The Superconducting Quantum Materials and Systems Center (SQMS), led by Fermi National Accelerator Laboratory. SQMS will purportedly target “transformational” advances toward the challenge of eliminating the decoherence mechanisms in superconducting devices. Its ambitious goal is to enable deployment of superior quantum systems through unique foundry capabilities and quantum testbeds for materials, physics, algorithms, and simulations.
The Quantum Systems Accelerator Center (QSA), led by Lawrence Berkeley National Laboratory. The QSA will codesign algorithms, quantum devices, and engineering solutions ostensibly required to achieve quantum superiority in applications like neutral atoms, trapped ions, and superconducting circuits.

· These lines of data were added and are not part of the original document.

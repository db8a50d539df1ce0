use bundlegen::GenerateOptions;
use bundlegen::engine::{DEFAULT_BUNDLE_DIR, DEFAULT_LANGUAGE, DEFAULT_STATUS_FILE};
use clap::Args;

/// Flags locating and describing the bundle, shared by every command.
#[derive(Args, Debug, Clone, PartialEq, Eq)]
pub struct BundleArgs {
    /// Directory holding the per-language TOML files
    #[arg(long, env = "BUNDLEGEN_BUNDLE_DIR", default_value = DEFAULT_BUNDLE_DIR)]
    pub bundle_dir: String,

    /// Status/code table file name inside the bundle directory (`.toml` is appended when missing)
    #[arg(long, env = "BUNDLEGEN_STATUS_FILE", default_value = DEFAULT_STATUS_FILE)]
    pub status_file: String,

    /// Language every message must be defined in
    #[arg(long, env = "BUNDLEGEN_DEFAULT_LANGUAGE", default_value = DEFAULT_LANGUAGE)]
    pub default_language: String,
}

impl BundleArgs {
    pub fn to_generate_options(&self) -> GenerateOptions {
        GenerateOptions::new()
            .with_bundle_dir(&self.bundle_dir)
            .with_status_file(&self.status_file)
            .with_default_language(&self.default_language)
    }
}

The Quantum Science Center (QSC), led by Oak Ridge National Laboratory. The QSC will seek to overcome roadblocks in quantum state resilience, controllability, and scalability.
Europe, China Spending More on AI Research
But U.S. superiority in AI and quantum computing is an increasingly dim prospect, according to the account in VentureBeat.
The EU Commission has committed to increasing investment in AI from $565 million (€500 million) in 2017 to $1.69 billion (€1.5 billion) by the end of 2020. France recently committed to a $1.69 billion (€1.5 billion) initiative aimed at transforming the country into a “global leader” in AI research and training. And in 2018, South Korea unveiled a multiyear, $1.95 billion (KRW 2.2 trillion) effort to strengthen its R&D in AI, with the goal of establishing six AI-focused graduate schools by 2022 and training 5,000 AI specialists.
Europe led the world in scholarly output related to AI last year, according to a report from Elsevier. China, whose AI Innovation Action Plan for Colleges and Universities called for the establishment of 50 new AI institutions by 2020, is expected to leapfrog the EU within the next four years if current trends continue.